Job's complaint reaches for the language of the prison-yard to describe what God has done to him. He pictures himself as a man whose feet have been clamped in place while every step is logged: "You put my feet also in the stocks, And mark all my paths; You set a bound to the soles of my feet" (Job 13:27). The verse pairs the stocks with two other constraints — the marking of every path, and a hard limit set to the soles of the feet — so that the picture is not a single restraint but a closed system in which movement, route, and even the floor under his feet are no longer his own.

Elihu later throws the same image back at Job as a quotation of Job's own complaint: "He puts my feet in the stocks, He marks all my paths" (Job 33:11). The wording tracks Job 13:27 closely enough that Elihu is plainly summarizing what Job has been saying about God; in Elihu's hands the line becomes evidence in the case he is building against Job's posture.

A related restraint-image stands in the Proverbs warning against the strange woman, where the youth who follows her is compared to "[one in] fetters to the correction of the fool" (Pr 7:22). The instrument named here is fetters rather than stocks, but the picture is adjacent: a man whose feet are no longer free, walking under correction he did not choose.

Stocks at the Temple Gate

In Jeremiah the stocks are no longer metaphor but standing equipment. Pashhur, the chief officer in the house of Yahweh, uses them on the prophet himself: "Then Pashhur struck Jeremiah the prophet, and put him in the stocks that were in the upper gate of Benjamin, which was in the house of Yahweh" (Jer 20:2). The location is precise — the upper gate of Benjamin, inside the temple complex — and the assault is paired with the confinement so the reader sees Jeremiah beaten and locked together.

Release comes the following morning, and Jeremiah's first words on being loosed are a renaming oracle directed back at his jailer: "And it came to pass on the next day, that Pashhur brought forth Jeremiah out of the stocks.

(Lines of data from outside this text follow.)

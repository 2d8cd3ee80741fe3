/// Database migration runner
///
/// Migrations live in `migrations/` at the workspace root and are embedded
/// into the binary at compile time by `sqlx::migrate!`, so a deployed server
/// never depends on the source tree.
///
/// # Example
///
/// ```no_run
/// use taskreward_shared::db::pool::{create_pool, DatabaseConfig};
/// use taskreward_shared::db::migrations::{get_migration_status, run_migrations};
///
/// # async fn example() -> Result<(), Box<dyn std::error::Error>> {
/// let pool = create_pool(DatabaseConfig::from_url(std::env::var("DATABASE_URL")?)).await?;
/// run_migrations(&pool).await?;
///
/// let status = get_migration_status(&pool).await?;
/// println!("schema at version {:?}", status.latest_version);
/// # Ok(())
/// # }
/// ```

use sqlx::migrate::Migrator;
use sqlx::postgres::PgPool;
use tracing::{debug, info, warn};

static MIGRATOR: Migrator = sqlx::migrate!("../migrations");

/// Migration status information
#[derive(Debug, Clone, PartialEq, Eq)]
pub struct MigrationStatus {
    /// Number of successfully applied migrations
    pub applied_migrations: usize,

    /// Latest applied version (timestamp prefix of the file name)
    pub latest_version: Option<i64>,

    /// Whether every embedded migration has been applied
    pub is_up_to_date: bool,
}

/// Applies every pending migration
///
/// Each migration runs in its own transaction; a failing one is rolled back
/// and reported.
pub async fn run_migrations(pool: &PgPool) -> Result<(), sqlx::migrate::MigrateError> {
    info!(
        embedded = MIGRATOR.iter().count(),
        "Running database migrations"
    );

    MIGRATOR.run(pool).await.map_err(|e| {
        warn!(error = %e, "Migration failed");
        e
    })?;

    info!("Database schema is up to date");
    Ok(())
}

/// Number of migrations compiled into this binary
pub fn embedded_migration_count() -> usize {
    MIGRATOR.iter().filter(|m| m.migration_type.is_up_migration()).count()
}

/// Reports which migrations have been applied
pub async fn get_migration_status(pool: &PgPool) -> Result<MigrationStatus, sqlx::Error> {
    let table_exists: bool = sqlx::query_scalar(
        "SELECT EXISTS (
            SELECT FROM information_schema.tables
            WHERE table_schema = 'public'
            AND table_name = '_sqlx_migrations'
        )",
    )
    .fetch_one(pool)
    .await?;

    if !table_exists {
        debug!("Migrations table does not exist yet");
        return Ok(MigrationStatus {
            applied_migrations: 0,
            latest_version: None,
            is_up_to_date: embedded_migration_count() == 0,
        });
    }

    let (count, latest_version): (i64, Option<i64>) = sqlx::query_as(
        "SELECT COUNT(*), MAX(version) FROM _sqlx_migrations WHERE success = true",
    )
    .fetch_one(pool)
    .await?;

    let applied = count as usize;
    debug!(applied, latest_version = ?latest_version, "Migration status retrieved");

    Ok(MigrationStatus {
        applied_migrations: applied,
        latest_version,
        is_up_to_date: applied >= embedded_migration_count(),
    })
}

Then said Jeremiah to him, Yahweh has not called your name Pashhur, but Magor-missabib" (Jer 20:3). The new name, Magor-missabib, is delivered in the same act as the unfastening; the prophet walks out of the stocks pronouncing judgment on the officer who put him in.

The institutional background to that scene appears later, in a letter from Shemaiah to Zephaniah complaining that the temple-officer's stocks have not been used as he thinks they should be: "Yahweh has made you priest in the stead of Jehoiada the priest, that there may be officers in the house of Yahweh, for every man who is insane, and makes himself a prophet, that you should put him in the stocks and in shackles" (Jer 29:26). The verse describes the duty Pashhur had carried out against Jeremiah — putting a self-styled prophet in the stocks and shackles — as a routine expectation laid on the priest in charge of the temple precinct. The temple, in Jeremiah, is a place equipped to silence prophets as well as to hear them.